# [Given data]
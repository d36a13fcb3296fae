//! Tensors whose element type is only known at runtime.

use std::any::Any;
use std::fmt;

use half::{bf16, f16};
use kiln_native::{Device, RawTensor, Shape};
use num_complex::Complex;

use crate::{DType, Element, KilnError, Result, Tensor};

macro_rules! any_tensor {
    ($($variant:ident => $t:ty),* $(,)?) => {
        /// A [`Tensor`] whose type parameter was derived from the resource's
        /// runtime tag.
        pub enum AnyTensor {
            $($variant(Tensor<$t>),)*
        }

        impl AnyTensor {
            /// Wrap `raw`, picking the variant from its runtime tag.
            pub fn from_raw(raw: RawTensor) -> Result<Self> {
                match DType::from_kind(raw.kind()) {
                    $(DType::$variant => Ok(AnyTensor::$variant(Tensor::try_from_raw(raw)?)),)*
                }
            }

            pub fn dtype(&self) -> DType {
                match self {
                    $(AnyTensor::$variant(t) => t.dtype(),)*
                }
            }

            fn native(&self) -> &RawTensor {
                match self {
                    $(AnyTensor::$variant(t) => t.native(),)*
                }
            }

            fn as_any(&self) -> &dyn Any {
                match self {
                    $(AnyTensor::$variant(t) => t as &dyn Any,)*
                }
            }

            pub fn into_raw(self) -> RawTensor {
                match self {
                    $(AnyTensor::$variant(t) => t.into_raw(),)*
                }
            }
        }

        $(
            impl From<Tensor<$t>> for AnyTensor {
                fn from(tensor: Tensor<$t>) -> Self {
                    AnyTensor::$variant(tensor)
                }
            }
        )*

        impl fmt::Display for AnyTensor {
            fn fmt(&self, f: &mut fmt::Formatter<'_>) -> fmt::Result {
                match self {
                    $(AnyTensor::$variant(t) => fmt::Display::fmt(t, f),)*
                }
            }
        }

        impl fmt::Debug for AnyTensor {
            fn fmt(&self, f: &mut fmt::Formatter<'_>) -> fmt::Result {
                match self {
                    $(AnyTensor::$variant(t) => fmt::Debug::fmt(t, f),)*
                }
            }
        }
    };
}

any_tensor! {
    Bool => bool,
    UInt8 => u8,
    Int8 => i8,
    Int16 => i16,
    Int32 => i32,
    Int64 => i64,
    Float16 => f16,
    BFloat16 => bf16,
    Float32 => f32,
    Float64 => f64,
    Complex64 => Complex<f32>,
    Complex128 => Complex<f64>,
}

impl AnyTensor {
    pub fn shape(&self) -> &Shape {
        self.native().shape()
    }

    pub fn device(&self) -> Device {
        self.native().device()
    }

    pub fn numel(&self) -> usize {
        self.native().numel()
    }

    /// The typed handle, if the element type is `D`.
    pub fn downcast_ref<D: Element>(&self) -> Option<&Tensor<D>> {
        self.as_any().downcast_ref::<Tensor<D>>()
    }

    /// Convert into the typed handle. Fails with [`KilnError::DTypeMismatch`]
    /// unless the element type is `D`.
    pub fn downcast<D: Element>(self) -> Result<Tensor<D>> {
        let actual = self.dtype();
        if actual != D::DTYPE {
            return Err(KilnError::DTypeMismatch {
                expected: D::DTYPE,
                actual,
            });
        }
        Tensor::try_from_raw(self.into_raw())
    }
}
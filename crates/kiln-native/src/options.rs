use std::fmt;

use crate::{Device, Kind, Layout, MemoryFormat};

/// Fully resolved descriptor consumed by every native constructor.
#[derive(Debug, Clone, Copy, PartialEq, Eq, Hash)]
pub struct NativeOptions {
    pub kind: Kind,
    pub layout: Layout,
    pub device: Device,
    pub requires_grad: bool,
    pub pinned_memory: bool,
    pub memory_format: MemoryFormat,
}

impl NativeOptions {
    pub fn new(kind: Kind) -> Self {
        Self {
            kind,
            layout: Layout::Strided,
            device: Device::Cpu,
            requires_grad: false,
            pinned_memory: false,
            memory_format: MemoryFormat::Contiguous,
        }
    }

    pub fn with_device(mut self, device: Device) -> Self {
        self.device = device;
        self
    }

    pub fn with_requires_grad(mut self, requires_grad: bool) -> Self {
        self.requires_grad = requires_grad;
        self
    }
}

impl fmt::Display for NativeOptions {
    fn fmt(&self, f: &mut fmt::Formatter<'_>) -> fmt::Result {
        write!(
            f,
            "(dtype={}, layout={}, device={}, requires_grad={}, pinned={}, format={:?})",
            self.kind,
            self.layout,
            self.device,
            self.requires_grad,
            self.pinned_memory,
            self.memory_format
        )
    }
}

==

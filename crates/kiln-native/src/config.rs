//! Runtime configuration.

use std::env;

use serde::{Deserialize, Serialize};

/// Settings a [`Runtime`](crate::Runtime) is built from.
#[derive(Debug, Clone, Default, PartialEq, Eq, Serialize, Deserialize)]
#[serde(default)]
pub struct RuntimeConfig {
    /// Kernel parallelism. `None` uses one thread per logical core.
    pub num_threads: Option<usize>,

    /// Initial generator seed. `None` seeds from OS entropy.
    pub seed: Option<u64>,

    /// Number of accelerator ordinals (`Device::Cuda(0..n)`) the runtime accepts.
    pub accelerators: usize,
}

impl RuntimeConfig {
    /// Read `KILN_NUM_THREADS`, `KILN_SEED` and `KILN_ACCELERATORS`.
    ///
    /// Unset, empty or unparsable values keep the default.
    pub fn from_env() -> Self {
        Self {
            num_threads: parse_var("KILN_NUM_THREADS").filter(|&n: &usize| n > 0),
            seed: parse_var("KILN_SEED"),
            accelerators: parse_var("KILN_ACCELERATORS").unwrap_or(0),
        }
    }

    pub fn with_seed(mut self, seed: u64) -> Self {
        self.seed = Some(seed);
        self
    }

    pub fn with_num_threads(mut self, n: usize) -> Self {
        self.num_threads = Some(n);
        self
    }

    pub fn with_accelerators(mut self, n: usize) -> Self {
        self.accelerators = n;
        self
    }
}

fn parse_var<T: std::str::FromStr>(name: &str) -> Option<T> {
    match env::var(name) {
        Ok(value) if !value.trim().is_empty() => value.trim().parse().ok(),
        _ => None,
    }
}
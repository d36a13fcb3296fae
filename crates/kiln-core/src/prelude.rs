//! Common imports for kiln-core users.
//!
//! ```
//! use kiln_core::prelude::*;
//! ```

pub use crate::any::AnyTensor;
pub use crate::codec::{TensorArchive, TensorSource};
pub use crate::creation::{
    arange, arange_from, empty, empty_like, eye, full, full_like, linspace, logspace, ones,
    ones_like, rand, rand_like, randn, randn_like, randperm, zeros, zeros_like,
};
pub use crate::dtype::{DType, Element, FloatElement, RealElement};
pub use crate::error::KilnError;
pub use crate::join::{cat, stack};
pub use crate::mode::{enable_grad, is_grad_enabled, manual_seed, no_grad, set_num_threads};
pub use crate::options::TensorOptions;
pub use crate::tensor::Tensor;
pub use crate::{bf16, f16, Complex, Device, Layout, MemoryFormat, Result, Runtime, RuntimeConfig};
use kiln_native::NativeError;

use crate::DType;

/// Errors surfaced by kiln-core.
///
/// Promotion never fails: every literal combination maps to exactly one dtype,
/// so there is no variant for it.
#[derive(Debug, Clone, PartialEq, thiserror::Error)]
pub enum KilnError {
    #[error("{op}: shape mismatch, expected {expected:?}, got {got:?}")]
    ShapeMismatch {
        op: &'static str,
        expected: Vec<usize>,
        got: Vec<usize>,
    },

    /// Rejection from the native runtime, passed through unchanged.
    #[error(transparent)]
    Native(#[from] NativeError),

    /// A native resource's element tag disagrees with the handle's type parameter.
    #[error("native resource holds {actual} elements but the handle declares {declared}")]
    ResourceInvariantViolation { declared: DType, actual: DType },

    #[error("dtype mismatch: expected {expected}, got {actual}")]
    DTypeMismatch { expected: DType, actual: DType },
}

# [Required work]
Your answer is only the number of lines in the listing above that include the string "NativeError".

# [Your solution]
2